1
votes

I am trying to read the RSS Feed of http://www.youm7.com/new3agelrss.asp using RSS feeds with Java - Tutorial for Lars Vogel.

I managed to read another rss feeds using the exact code without problems.

For this link I get

Server returned HTTP response code: 403 for URL: http://www.youm7.com/new3agelrss.asp

According to java.io.IOException: Server returned HTTP response code: 403 for URL I edited private InputStream read() method as follow:

private InputStream read() {
    try {

      HttpURLConnection httpcon = (HttpURLConnection) url.openConnection();
      httpcon.addRequestProperty("User-Agent", "Mozilla/4.76");
      return httpcon.getInputStream();
    } catch (IOException e) {
      throw new RuntimeException(e);
    }
  }

Now I am getting:

Server returned HTTP response code: 503 for URL: http://www.youm7.com/new3agelrss.asp

Even that I can open that Url throw the web browser! and you can try it yourself. Please help. I am open to any alternative approach. Thanks in advance.

Note:

I installed two RSS reader application on my Mac. (RSS Notifier and RSS Bot) and both managed to read that RSS.

1

1 Answers

1
votes

Your code is probably fine for most sites. However this site looks like it is checking and running some javascript on the page before redirecting it (possibly to try and stop people from scraping it). So I'm not sure this is going to work, unless possibly you can set a cookie that they are setting, or emulate the response that they are expecting (I'm not sure if you have access to anything that could run the javascript to get around it as well).

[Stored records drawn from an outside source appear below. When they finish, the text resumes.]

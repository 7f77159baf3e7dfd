//! JSON file store.
//!
//! All keys live in a single pretty-printed object file, `state.json`, in
//! the data directory:
//!
//! ```json
//! {
//!   "clicker": { "count": 12 },
//!   "settings": { "color": "RedColor", "incrementMultiples": 1 }
//! }
//! ```

use super::{StateStore, StoreError};
use async_trait::async_trait;
use clicker_sync_types::Payload;
use serde_json::{Map, Value};
use std::path::{Path, PathBuf};
use tokio::sync::Mutex;

/// File name of the state file inside the data directory.
pub const STATE_FILE: &str = "state.json";

/// Store backed by one JSON file.
#[derive(Debug)]
pub struct JsonFileStore {
    path: PathBuf,
    write_lock: Mutex<()>,
}

impl JsonFileStore {
    /// Create a store that keeps its file in `data_dir`.
    ///
    /// The directory is created on first write.
    pub fn new(data_dir: impl AsRef<Path>) -> Self {
        Self {
            path: data_dir.as_ref().join(STATE_FILE),
            write_lock: Mutex::new(()),
        }
    }

    /// Path of the backing file.
    pub fn path(&self) -> &Path {
        &self.path
    }

    async fn read_all(&self) -> Result<Map<String, Value>, StoreError> {
        match tokio::fs::read_to_string(&self.path).await {
            Ok(contents) => Ok(serde_json::from_str(&contents)?),
            Err(e) if e.kind() == std::io::ErrorKind::NotFound => Ok(Map::new()),
            Err(e) => Err(e.into()),
        }
    }

    async fn write_all(&self, entries: &Map<String, Value>) -> Result<(), StoreError> {
        if let Some(parent) = self.path.parent() {
            tokio::fs::create_dir_all(parent).await?;
        }
        let contents = serde_json::to_string_pretty(entries)?;
        let tmp = self.path.with_extension("json.tmp");
        tokio::fs::write(&tmp, contents).await?;
        tokio::fs::rename(&tmp, &self.path).await?;
        Ok(())
    }
}

#[async_trait]
impl StateStore for JsonFileStore {
    async fn get(&self, key: &str) -> Result<Option<Payload>, StoreError> {
        let mut entries = self.read_all().await?;
        match entries.remove(key) {
            None => Ok(None),
            Some(Value::Object(payload)) => Ok(Some(payload)),
            Some(_) => Err(StoreError::CorruptEntry(key.to_string())),
        }
    }

    async fn put(&self, key: &str, payload: Payload) -> Result<(), StoreError> {
        let _guard = self.write_lock.lock().await;
        let mut entries = self.read_all().await?;
        entries.insert(key.to_string(), Value::Object(payload));
        self.write_all(&entries).await
    }
}
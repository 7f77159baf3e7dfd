//! # sync-types
//!
//! Data types shared by every clicker-sync crate:
//! - [`Counter`] - the versioned counter value and its comparison rule
//! - [`Settings`] / [`ClickerColor`] - local-only display settings
//! - [`Payload`] / [`ApplicationContext`] - the flat mapping shape used for
//!   persistence and for the context channel
//! - [`DecodeError`] - payload decode failures

#![warn(missing_docs)]
#![warn(clippy::all)]

mod counter;
mod error;
mod payload;
mod settings;

pub use counter::Counter;
pub use error::DecodeError;
pub use payload::{context_entry, wrap_context, ApplicationContext, Payload};
pub use settings::{ClickerColor, Settings};

/// Key the counter is persisted and published under.
pub const COUNTER_KEY: &str = "clicker";

/// Key the settings are persisted under.
pub const SETTINGS_KEY: &str = "settings";
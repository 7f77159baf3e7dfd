//! SyncCoordinator - the owner of the authoritative counter.
//!
//! # Architecture
//!
//! The coordinator runs as a single tokio task. It is the only code that
//! reads or writes the authoritative counter and the observer list; callers
//! reach it through two bounded queues:
//!
//! ```text
//! CoordinatorHandle ──commands──┐
//!                               ├──> SyncCoordinator task ──> StateStore
//! ContextChannel ──RemoteUpdateSink─┘        │          └──> ContextChannel
//!                                            ↓
//!                              sync-core (pure state machine)
//! ```
//!
//! Each command or delivery is applied to completion before the next one is
//! taken, so persist-then-publish order holds per mutation and remote
//! updates apply in arrival order. When both queues have work, pending
//! remote updates go first.
//!
//! # Example
//!
//! ```ignore
//! let (mut coordinator, handle) = SyncCoordinator::new(config, store, channel);
//! coordinator.subscribe(|count| println!("{count}"));
//! let task = coordinator.start();
//!
//! let count = handle.increment(2).await?;
//! ```

use clicker_sync_core::{
    Action, CountObserver, CounterState, Event, ObserverRegistry, SubscriptionId,
    DEFAULT_INCREMENT_STEP,
};
use clicker_sync_types::{
    context_entry, ApplicationContext, Counter, Payload, COUNTER_KEY,
};
use thiserror::Error;
use tokio::sync::{mpsc, oneshot};
use tokio::task::JoinHandle;

use crate::channel::{ChannelError, ContextChannel, RemoteUpdateSink};
use crate::store::{StateStore, StoreError};

/// Default capacity of the command and remote-update queues.
pub const DEFAULT_QUEUE_CAPACITY: usize = 64;

/// Coordinator errors.
///
/// Propagation failures carry the new count: the local change is kept even
/// though it did not reach the store or the peer.
#[derive(Debug, Error)]
pub enum CoordinatorError {
    /// The store rejected the write. The peer was not told either.
    #[error("count {count} kept locally but not persisted: {source}")]
    Persistence {
        /// The authoritative count after the mutation.
        count: i64,
        /// Underlying store error.
        #[source]
        source: StoreError,
    },

    /// Persisted, but the peer could not be reached.
    #[error("count {count} persisted but not published: {source}")]
    Publish {
        /// The authoritative count after the mutation.
        count: i64,
        /// Underlying channel error.
        #[source]
        source: ChannelError,
    },

    /// The coordinator task is no longer running.
    #[error("coordinator stopped")]
    Stopped,
}

impl CoordinatorError {
    /// The count kept locally, for propagation failures.
    pub fn kept_count(&self) -> Option<i64> {
        match self {
            Self::Persistence { count, .. } | Self::Publish { count, .. } => Some(*count),
            Self::Stopped => None,
        }
    }
}

/// Configuration for SyncCoordinator.
#[derive(Debug, Clone, PartialEq, Eq)]
pub struct CoordinatorConfig {
    /// Key the counter is persisted and published under.
    pub counter_key: String,
    /// Capacity of each queue (minimum 1).
    pub queue_capacity: usize,
    /// Amount one multiplier unit moves the counter.
    pub increment_step: i64,
}

impl Default for CoordinatorConfig {
    fn default() -> Self {
        Self {
            counter_key: COUNTER_KEY.to_string(),
            queue_capacity: DEFAULT_QUEUE_CAPACITY,
            increment_step: DEFAULT_INCREMENT_STEP,
        }
    }
}

impl CoordinatorConfig {
    /// Set the counter key.
    pub fn with_counter_key(mut self, key: &str) -> Self {
        self.counter_key = key.to_string();
        self
    }

    /// Set the queue capacity.
    pub fn with_queue_capacity(mut self, capacity: usize) -> Self {
        self.queue_capacity = capacity;
        self
    }

    /// Set the increment step.
    pub fn with_increment_step(mut self, step: i64) -> Self {
        self.increment_step = step;
        self
    }
}

enum Command {
    Mutate {
        event: Event,
        reply: oneshot::Sender<Result<i64, CoordinatorError>>,
    },
    Current {
        reply: oneshot::Sender<i64>,
    },
    Subscribe {
        observer: Box<dyn CountObserver>,
        reply: oneshot::Sender<SubscriptionId>,
    },
    Unsubscribe {
        id: SubscriptionId,
        reply: oneshot::Sender<bool>,
    },
    Shutdown,
}

/// Owner of the authoritative counter.
///
/// Build with [`SyncCoordinator::new`], attach observers that must see the
/// initial value, then [`start`](SyncCoordinator::start) it.
pub struct SyncCoordinator<S: StateStore, C: ContextChannel> {
    config: CoordinatorConfig,
    store: S,
    channel: C,
    state: CounterState,
    observers: ObserverRegistry,
    commands: mpsc::Receiver<Command>,
}

impl<S: StateStore, C: ContextChannel> SyncCoordinator<S, C> {
    /// Create a coordinator and the handle used to drive it.
    ///
    /// Commands sent through the handle before [`start`](Self::start) are
    /// queued and applied after initialization.
    pub fn new(config: CoordinatorConfig, store: S, channel: C) -> (Self, CoordinatorHandle) {
        let (tx, commands) = mpsc::channel(config.queue_capacity.max(1));
        let state = CounterState::with_step(config.increment_step);
        let coordinator = Self {
            config,
            store,
            channel,
            state,
            observers: ObserverRegistry::new(),
            commands,
        };
        (coordinator, CoordinatorHandle { tx })
    }

    /// Subscribe an observer before the coordinator starts.
    pub fn subscribe(&mut self, observer: impl CountObserver + 'static) -> SubscriptionId {
        self.observers.subscribe(Box::new(observer))
    }

    /// Spawn the coordinator loop on the current tokio runtime.
    pub fn start(self) -> JoinHandle<()>
    where
        S: 'static,
        C: 'static,
    {
        tokio::spawn(self.run())
    }

    /// Run the coordinator loop on the calling task.
    ///
    /// Registers for remote updates, initializes, then applies commands and
    /// deliveries until shutdown or until every handle is dropped.
    pub async fn run(mut self) {
        let (remote_tx, mut remote_rx) = mpsc::channel(self.config.queue_capacity.max(1));
        self.channel.on_remote_update(RemoteUpdateSink::new(remote_tx));

        self.initialize().await;

        let mut remote_open = true;
        loop {
            tokio::select! {
                biased;

                delivery = remote_rx.recv(), if remote_open => match delivery {
                    Some(context) => self.on_remote_update(&context),
                    None => remote_open = false,
                },

                command = self.commands.recv() => match command {
                    Some(Command::Shutdown) | None => break,
                    Some(command) => self.handle(command).await,
                },
            }
        }

        tracing::info!(
            "Coordinator stopped at count {}",
            self.state.authoritative().count()
        );
    }

    /// Reconcile the stored counter with the peer's last context.
    async fn initialize(&mut self) {
        let key = self.config.counter_key.clone();

        let local = match self.store.get(&key).await {
            Ok(Some(payload)) => Counter::from_payload(&payload),
            Ok(None) => Counter::zero(),
            Err(e) => {
                tracing::warn!("Failed to read stored counter, starting from zero: {}", e);
                Counter::zero()
            }
        };

        let remote = self
            .channel
            .current_remote_snapshot(&key)
            .and_then(|payload| decode_remote(&payload));

        tracing::info!(
            "Initializing from local {} and remote {:?}",
            local,
            remote.map(|c| c.count())
        );

        let (state, actions) = self.state.on_event(Event::Initialized { local, remote });
        self.state = state;
        if let Err(e) = self.execute(actions).await {
            tracing::warn!("Initialization side effect failed: {}", e);
        }
    }

    async fn handle(&mut self, command: Command) {
        match command {
            Command::Mutate { event, reply } => {
                let result = self.apply(event).await;
                let _ = reply.send(result);
            }
            Command::Current { reply } => {
                let _ = reply.send(self.state.authoritative().count());
            }
            Command::Subscribe { observer, reply } => {
                let id = self.observers.subscribe(observer);
                let _ = reply.send(id);
            }
            Command::Unsubscribe { id, reply } => {
                let _ = reply.send(self.observers.unsubscribe(id));
            }
            Command::Shutdown => {}
        }
    }

    /// Apply a local mutation: notify, persist, then publish.
    async fn apply(&mut self, event: Event) -> Result<i64, CoordinatorError> {
        let (state, actions) = self.state.on_event(event);
        self.state = state;
        self.execute(actions).await?;
        Ok(self.state.authoritative().count())
    }

    /// Merge a delivered context into the authoritative counter.
    ///
    /// Contexts without the counter key belong to someone else and are
    /// skipped; undecodable payloads are dropped. Neither is an error to the
    /// delivering side. Remote values are never re-published.
    fn on_remote_update(&mut self, context: &ApplicationContext) {
        let key = &self.config.counter_key;
        let payload = match context_entry(context, key) {
            None => {
                tracing::debug!("Ignoring context without {:?}", key);
                return;
            }
            Some(Err(e)) => {
                tracing::warn!("Dropping remote {:?} entry: {}", key, e);
                return;
            }
            Some(Ok(payload)) => payload,
        };
        let Some(remote) = decode_remote(payload) else {
            return;
        };

        let before = self.state.authoritative();
        let (state, actions) = self.state.on_event(Event::RemoteUpdated { remote });
        self.state = state;
        tracing::debug!(
            "Remote update {} merged with {} -> {}",
            remote,
            before,
            self.state.authoritative()
        );

        for action in actions {
            if let Action::Notify { count } = action {
                self.observers.notify(count);
            }
        }
    }

    /// Execute actions in order, stopping at the first failure.
    async fn execute(&mut self, actions: Vec<Action>) -> Result<(), CoordinatorError> {
        for action in actions {
            match action {
                Action::Notify { count } => self.observers.notify(count),
                Action::Persist { counter } => {
                    self.store
                        .put(&self.config.counter_key, counter.to_payload())
                        .await
                        .map_err(|source| {
                            tracing::warn!("Failed to persist count {}: {}", counter, source);
                            CoordinatorError::Persistence {
                                count: counter.count(),
                                source,
                            }
                        })?;
                }
                Action::Publish { counter } => {
                    self.channel
                        .publish(&self.config.counter_key, counter.to_payload())
                        .await
                        .map_err(|source| {
                            tracing::warn!("Failed to publish count {}: {}", counter, source);
                            CoordinatorError::Publish {
                                count: counter.count(),
                                source,
                            }
                        })?;
                }
            }
        }
        Ok(())
    }
}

Update: There is a bit of challenge/response in there looking at it, which throws a question (like some numbers that need adding up). I guess you could possibly look at scraping the original page, do the calculations and post a form back with the answer. I'm not sure I want to post a solution to this though, as it looks like the code is there to exactly try and stop this. Plus they could easily change the challenge question/format. So somehow running javascript would possibly be the best way if possible.